連結従業員数は4,768名、単体では3,050名です。筆頭株主は会長の小倉秀司氏で、第2位は同氏の資産管理会社であるRASアセット、第3位は社長の宮城力氏となっており、経営陣が主要株主として名を連ねています。
| 氏名 | 持株比率 |
|---|---|
| 小倉 秀司 | 43.52% |
| 株式会社RASアセット | 13.52% |
| 宮城 力 | 6.75% |
■(2) 経営陣
同社の役員は男性10名、女性0名の計10名で構成され、女性役員比率は0.0%です。代表取締役社長執行役員は宮城力氏が務めています。社外取締役比率は20.0%です。
| 氏名 | 役職 | 主な経歴 |
|---|---|---|
| 宮城 力 | 代表取締役社長執行役員 | 2000年同社入社。製造技術部、事業開発部などを経て2016年代表取締役社長に就任。2022年より現職。 |
| 小倉 秀司 | 取締役会長執行役員 | 1992年同社設立とともに代表取締役社長に就任。2004年代表取締役会長。2022年より現職。 |
| 野地 恭雄 | 取締役常務執行役員 | 2006年ウイルテック九州(現同社)入社。製造事業本部長などを経て、2022年より現職。 |
| 西 隆弘 | 取締役上席執行役員カスタマーサービス事業本部長 | 2002年同社入社。事業推進部ゼネラルマネジャー、事業開発部長を経て、2022年より現職。 |
| 渡邊 剛 | 取締役上席執行役員管理本部長 | 2003年ワット・コンサルティング入社。2012年同社管理部長、2018年管理本部長を経て、2022年より現職。 |
| 石井 秀暁 | 取締役上席執行役員マニュファクチャリング事業本部長 | TTM代表取締役社長等を経て2015年同社入社。エンジニアリング事業本部長を経て、2022年より現職。 |
| 水谷 辰雄 | 取締役上席執行役員 | 2004年ワット・コンサルティング入社。2018年同社代表取締役社長に就任。2022年より現職。 |
| 京﨑 利彦 | 取締役(監査等委員) | パナソニック電工制御テクノ代表取締役社長等を経て2014年同社入社。

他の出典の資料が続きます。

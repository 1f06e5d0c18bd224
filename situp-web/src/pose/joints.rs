//! Named joints and the per-frame joint map
//!
//! The pose provider hands over a mapping from joint name to coordinate.
//! Only the six joints forming the two torso triples matter for sit-ups.

use std::collections::HashMap;

/// Body side of a joint triple
#[derive(Clone, Copy, Debug, PartialEq, Eq, Hash)]
pub enum Side {
    Left,
    Right,
}

impl Side {
    /// Lookup order for torso extraction: left first, right as fallback
    pub const PREFERRED: [Side; 2] = [Side::Left, Side::Right];
}

/// Joints the counter knows how to read
#[derive(Clone, Copy, Debug, PartialEq, Eq, Hash)]
pub enum JointName {
    LeftShoulder,
    RightShoulder,
    LeftHip,
    RightHip,
    LeftKnee,
    RightKnee,
}

impl JointName {
    /// (shoulder, hip, knee) for one side
    pub fn triple(side: Side) -> [JointName; 3] {
        match side {
            Side::Left => [JointName::LeftShoulder, JointName::LeftHip, JointName::LeftKnee],
            Side::Right => [JointName::RightShoulder, JointName::RightHip, JointName::RightKnee],
        }
    }
}

/// A single landmark point (normalized image coordinates)
///
/// 2-D providers leave `z` at 0.0.
#[derive(Clone, Copy, Debug, Default, PartialEq)]
pub struct Landmark {
    pub x: f32,  // 0-1 normalized
    pub y: f32,  // 0-1 normalized
    pub z: f32,  // Relative depth
}

impl Landmark {
    pub fn new(x: f32, y: f32, z: f32) -> Self {
        Self { x, y, z }
    }

    pub fn planar(x: f32, y: f32) -> Self {
        Self { x, y, z: 0.0 }
    }

    pub fn is_finite(&self) -> bool {
        self.x.is_finite() && self.y.is_finite() && self.z.is_finite()
    }
}

/// Shoulder, hip and knee of one side
#[derive(Clone, Copy, Debug, PartialEq)]
pub struct JointTriple {
    pub side: Side,
    pub shoulder: Landmark,
    pub hip: Landmark,
    pub knee: Landmark,
}

impl JointTriple {
    /// Whether every coordinate is usable for angle computation
    pub fn is_well_formed(&self) -> bool {
        self.shoulder.is_finite() && self.hip.is_finite() && self.knee.is_finite()
    }
}

/// Joint name → coordinate for the current frame
///
/// Empty or partial when detection failed. The counter only reads it.
#[derive(Clone, Debug, Default)]
pub struct JointMap {
    joints: HashMap<JointName, Landmark>,
}

impl JointMap {
    pub fn new() -> Self {
        Self::default()
    }

    pub fn insert(&mut self, name: JointName, landmark: Landmark) {
        self.joints.insert(name, landmark);
    }

    pub fn get(&self, name: JointName) -> Option<Landmark> {
        self.joints.get(&name).copied()
    }

    pub fn contains(&self, name: JointName) -> bool {
        self.joints.contains_key(&name)
    }

    pub fn len(&self) -> usize {
        self.joints.len()
    }

    pub fn is_empty(&self) -> bool {
        self.joints.is_empty()
    }

    /// True when shoulder, hip and knee of `side` are all present
    pub fn has_triple(&self, side: Side) -> bool {
        JointName::triple(side).iter().all(|j| self.contains(*j))
    }

    /// Shoulder, hip and knee of `side`, if all three were detected
    pub fn triple(&self, side: Side) -> Option<JointTriple> {
        let [shoulder, hip, knee] = JointName::triple(side);
        Some(JointTriple {
            side,
            shoulder: self.get(shoulder)?,
            hip: self.get(hip)?,
            knee: self.get(knee)?,
        })
    }
}

impl FromIterator<(JointName, Landmark)> for JointMap {
    fn from_iter<I: IntoIterator<Item = (JointName, Landmark)>>(iter: I) -> Self {
        Self { joints: iter.into_iter().collect() }
    }
}

/// Check that the subject is positioned for sit-ups
///
/// A complete triple on either side is enough. Posture itself (lying
/// horizontally, knees bent) is not checked.
pub fn is_valid_position(joints: &JointMap) -> bool {
    Side::PREFERRED.iter().any(|side| joints.has_triple(*side))
}
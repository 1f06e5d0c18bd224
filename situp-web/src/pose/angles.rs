//! Three-point joint angle using dot product
//!
//! Angle at the vertex between the vectors vertex→a and vertex→c.
//! Planar: depth from a monocular pose model is too noisy to include.

use nalgebra::Vector2;

use super::joints::Landmark;

/// Vectors shorter than this give no usable direction
const MIN_SEGMENT: f32 = 1e-4;

/// Calculate the angle at `vertex` in degrees
///
/// Uses dot product formula: cos(θ) = (v1 · v2) / (|v1| × |v2|)
///
/// For the torso (shoulder, hip, knee):
/// - ~180° = lying flat, legs extended
/// - ~45° = sitting up against bent knees
///
/// Returns NaN when either segment is degenerate or a coordinate is not
/// finite, so callers can treat the frame as unmeasurable.
pub fn calculate_joint_angle(a: &Landmark, vertex: &Landmark, c: &Landmark) -> f32 {
    let v1 = Vector2::new(a.x - vertex.x, a.y - vertex.y);
    let v2 = Vector2::new(c.x - vertex.x, c.y - vertex.y);

    let mag1 = v1.norm();
    let mag2 = v2.norm();

    if !(mag1 >= MIN_SEGMENT && mag2 >= MIN_SEGMENT) {
        return f32::NAN;
    }

    let cos_angle = (v1.dot(&v2) / (mag1 * mag2)).clamp(-1.0, 1.0);
    cos_angle.acos().to_degrees()
}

2018年より現職。 |
社外取締役は、麻田祐司(ブレインアシスト代表取締役社長)、見宮大介(弁護士法人御堂筋法律事務所パートナー)です。
2. 事業内容
同社グループは、「マニュファクチャリングサポート事業」「コンストラクションサポート事業」「ITサポート事業」「EMS事業」および「その他」事業を展開しています。
**マニュファクチャリングサポート事業**
電子部品や電気製品等のメーカー工場における製造請負・派遣、設計開発分野への技術者派遣、および電気機器等の修理サービスを提供しています。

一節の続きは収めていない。